Mention Greek yoghurt, honey and nuts and I’m in. These three staples are my breakfast essentials. Also present at any given time is a collection of motley notebooks that get shuffled around and scribbled in as I’m working, thinking and cooking. Food thoughts are jotted down randomly as they scramble from concept to recipe. Most of these scrapbooks have more muesli and granola recipes (like this Matcha granola), than is reasonable. This however is the first time I’ve experimented with millet in a baked granola. The results were so good it’s become a regular at our breakfast table. It makes excellent snack food too. Grabbing a handful of honey flavoured granola is irresistible as you pass by the breakfast canisters!

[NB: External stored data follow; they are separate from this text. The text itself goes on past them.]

//! Rule data model — compiled, immutable rules built from configuration.

use serde::{Deserialize, Serialize};
use std::fmt;
use toolwarden_config::{RuleActionConfig, RuleConfig, RuleMatchConfig};
use toolwarden_core::{EventContext, EventType, ToolType};

use crate::RuleError;
use crate::pattern::{Pattern, PatternMode, PatternSet};

/// What happens when a rule matches.
#[derive(Debug, Clone, Copy, Default, PartialEq, Eq, Serialize, Deserialize)]
#[serde(rename_all = "snake_case")]
pub enum ActionType {
    /// The action is blocked.
    #[default]
    Block,
    /// The action proceeds with a warning.
    Warn,
    /// Explicit pass; stops lower-priority rules when stop-on-first-match is on.
    Allow,
}

impl From<&str> for ActionType {
    fn from(s: &str) -> Self {
        match s.trim().to_ascii_lowercase().as_str() {
            "block" | "deny" => ActionType::Block,
            "warn" | "warning" => ActionType::Warn,
            "allow" | "pass" => ActionType::Allow,
            other => {
                tracing::warn!(action = %other, "Unknown rule action type, treating as block");
                ActionType::Block
            }
        }
    }
}

impl fmt::Display for ActionType {
    fn fmt(&self, f: &mut fmt::Formatter<'_>) -> fmt::Result {
        f.write_str(match self {
            ActionType::Block => "block",
            ActionType::Warn => "warn",
            ActionType::Allow => "allow",
        })
    }
}

#[derive(Debug, Clone, PartialEq, Eq)]
pub struct RuleAction {
    pub action_type: ActionType,
    pub message: String,
    pub reference: Option<String>,
}

impl RuleAction {
    fn from_config(rule_name: &str, config: &RuleActionConfig) -> Self {
        let message = if config.message.trim().is_empty() {
            format!("Rule '{rule_name}' matched")
        } else {
            config.message.clone()
        };
        Self {
            action_type: ActionType::from(config.action_type.as_str()),
            message,
            reference: config.reference.clone(),
        }
    }
}

/// The AND-combined conditions of one rule. Unset fields impose no constraint.
#[derive(Debug, Clone, Default)]
pub struct RuleMatch {
    pub validator_type: Option<String>,
    pub tool_type: Option<ToolType>,
    pub event_type: Option<EventType>,
    pub command: Option<PatternSet>,
    pub file: Option<PatternSet>,
    pub content: Option<PatternSet>,
}

impl RuleMatch {
    fn from_config(rule_name: &str, config: &RuleMatchConfig) -> Result<Self, RuleError> {
        let mode = match config.pattern_mode.as_deref() {
            None => PatternMode::Any,
            Some(raw) => PatternMode::parse(raw).ok_or_else(|| RuleError::InvalidField {
                rule: rule_name.into(),
                field: "pattern_mode",
                reason: format!("'{raw}' is not 'any' or 'all'"),
            })?,
        };

        let tool_type = match config.tool_type.as_deref() {
            None => None,
            Some(raw) => Some(ToolType::parse(raw).ok_or_else(|| RuleError::InvalidField {
                rule: rule_name.into(),
                field: "tool_type",
                reason: format!("unknown tool type '{raw}'"),
            })?),
        };

        let event_type = match config.event_type.as_deref() {
            None => None,
            Some(raw) => Some(EventType::parse(raw).ok_or_else(|| RuleError::InvalidField {
                rule: rule_name.into(),
                field: "event_type",
                reason: format!("unknown event type '{raw}'"),
            })?),
        };

        let ci = config.case_insensitive;
        Ok(Self {
            validator_type: config.validator_type.clone().filter(|v| !v.trim().is_empty()),
            tool_type,
            event_type,
            command: compile_field(
                rule_name,
                &config.command_pattern,
                &config.command_patterns,
                mode,
                ci,
            )?,
            file: compile_field(
                rule_name,
                &config.file_pattern,
                &config.file_patterns,
                mode,
                ci,
            )?,
            content: compile_field(
                rule_name,
                &config.content_pattern,
                &config.content_patterns,
                mode,
                ci,
            )?,
        })
    }

    /// Does the event satisfy every declared condition?
    ///
    /// `validator_type` is the check identifier the event resolves to.
    pub fn matches(&self, event: &EventContext, validator_type: &str) -> bool {
        if let Some(wanted) = &self.validator_type
            && !validator_type_matches(wanted, validator_type)
        {
            return false;
        }
        if self.tool_type.is_some_and(|t| t != event.tool_type) {
            return false;
        }
        if self.event_type.is_some_and(|e| e != event.event_type) {
            return false;
        }
        field_matches(&self.command, event.command())
            && field_matches(&self.file, event.file_path())
            && field_matches(&self.content, event.written_text())
    }

    pub fn is_unconditional(&self) -> bool {
        self.validator_type.is_none()
            && self.tool_type.is_none()
            && self.event_type.is_none()
            && self.command.is_none()
            && self.file.is_none()
            && self.content.is_none()
    }
}

/// A declared field with no value on the event never matches.
fn field_matches(set: &Option<PatternSet>, value: Option<&str>) -> bool {
    match (set, value) {
        (None, _) => true,
        (Some(_), None) => false,
        (Some(set), Some(text)) => set.matches(text),
    }
}

fn compile_field(
    rule_name: &str,
    single: &Option<String>,
    list: &[String],
    mode: PatternMode,
    case_insensitive: bool,
) -> Result<Option<PatternSet>, RuleError> {
    let sources: Vec<&str> = single
        .iter()
        .map(String::as_str)
        .chain(list.iter().map(String::as_str))
        .collect();
    if sources.is_empty() {
        return Ok(None);
    }

    let mut patterns = Vec::with_capacity(sources.len());
    for source in sources {
        let pattern =
            Pattern::compile(source, case_insensitive).map_err(|reason| {
                RuleError::InvalidPattern {
                    rule: rule_name.into(),
                    pattern: source.into(),
                    reason,
                }
            })?;
        patterns.push(pattern);
    }
    Ok(Some(PatternSet::new(patterns, mode)))
}

/// `*` matches everything, `git.*` matches `git.push` and `git`, otherwise exact.
pub fn validator_type_matches(wanted: &str, actual: &str) -> bool {
    let wanted = wanted.trim();
    if wanted == "*" {
        return true;
    }
    if let Some(prefix) = wanted.strip_suffix(".*") {
        return actual == prefix
            || actual
                .strip_prefix(prefix)
                .is_some_and(|rest| rest.starts_with('.'));
    }
    wanted.eq_ignore_ascii_case(actual)
}

/// A single compiled rule.
#[derive(Debug, Clone)]
pub struct Rule {
    pub name: String,
    pub description: String,
    pub enabled: bool,
    /// Higher is evaluated first. Ties keep declaration order.
    pub priority: i32,
    pub matcher: RuleMatch,
    pub action: RuleAction,
}

impl Rule {
    /// Compile a declared rule. Pattern and field errors name the rule.
    pub fn compile(config: &RuleConfig) -> Result<Self, RuleError> {
        let name = config.name.trim();
        if name.is_empty() {
            return Err(RuleError::EmptyName);
        }
        Ok(Self {
            name: name.to_string(),
            description: config.description.clone(),
            enabled: config.enabled,
            priority: config.priority,
            matcher: RuleMatch::from_config(name, &config.matcher)?,
            action: RuleAction::from_config(name, &config.action),
        })
    }
}
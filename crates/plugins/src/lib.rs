//! # toolwarden Plugins
//!
//! Third-party checks reached over one of three transports:
//! - **subprocess** — an executable speaking JSON over stdin/stdout
//! - **rpc** — a network service, one pooled connection per address
//! - **native** — a dynamic library loaded into this process
//!
//! Each transport has a [`PluginLoader`] producing the same [`Plugin`]
//! capability, so the [`PluginRegistry`] never branches on transport.

pub mod native;
mod plugin;
mod predicate;
mod registry;
mod rpc;
mod subprocess;
mod types;

pub use native::{NativeLoader, NativePlugin};
pub use plugin::{Plugin, PluginLoader};
pub use predicate::PredicateMatcher;
pub use registry::{
    PLUGINS_VALIDATOR_NAME, PluginEntry, PluginRegistry, PluginRegistryValidator, PluginValidator,
};
pub use rpc::{
    PluginService, PluginServiceClient, RpcLoader, RpcPlugin, RpcRequest, client_over,
    encode_config, serve_connection,
};
pub use subprocess::{SubprocessLoader, SubprocessPlugin};
pub use types::{PluginInfo, PluginRequest, PluginResponse, Transport};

Millet is often referred to as a grain, but is in fact an ancient seed. Uncooked millet is prepared in much the same way as quinoa or rice and is rich in B vitamins, iron, potassium and magnesium. Puffed millet is available from most health food stores, but if you can’t get hold of millet, just double the quantity of puffed rice. The choice of nuts is flexible, so use any combination that you prefer, although I’d avoid walnuts here as they can be slightly bitter.
Gluten-free puffed rice honey granola
Makes enough for 10 – 12 servings
2 cups puffed brown rice
2 cups puffed millet
1 cup raw coconut shavings
1 cup whole almonds
1/3 cup pumpkin seeds
1/4 sunflower seeds
60ml (1/4 cup) honey or pure maple syrup
1 tablespoon coconut oil
pinch of salt
Preheat the oven to 160º C. Line a large baking tray with parchment paper. Place all the dry ingredients, including the salt, in a large mixing bowl. Drizzle over the honey and coconut oil. Using your hands, work through gently to coat the puffed rice and millet. Spread the mixture out onto the lined tray and bake for 20-22 minutes. Turn the cereal over several times during the cooking time to ensure even browning.
Allow the cereal to cool completely before storing in an airtight container. Serve with Greek yoghurt and fresh seasonal fruit of your choice.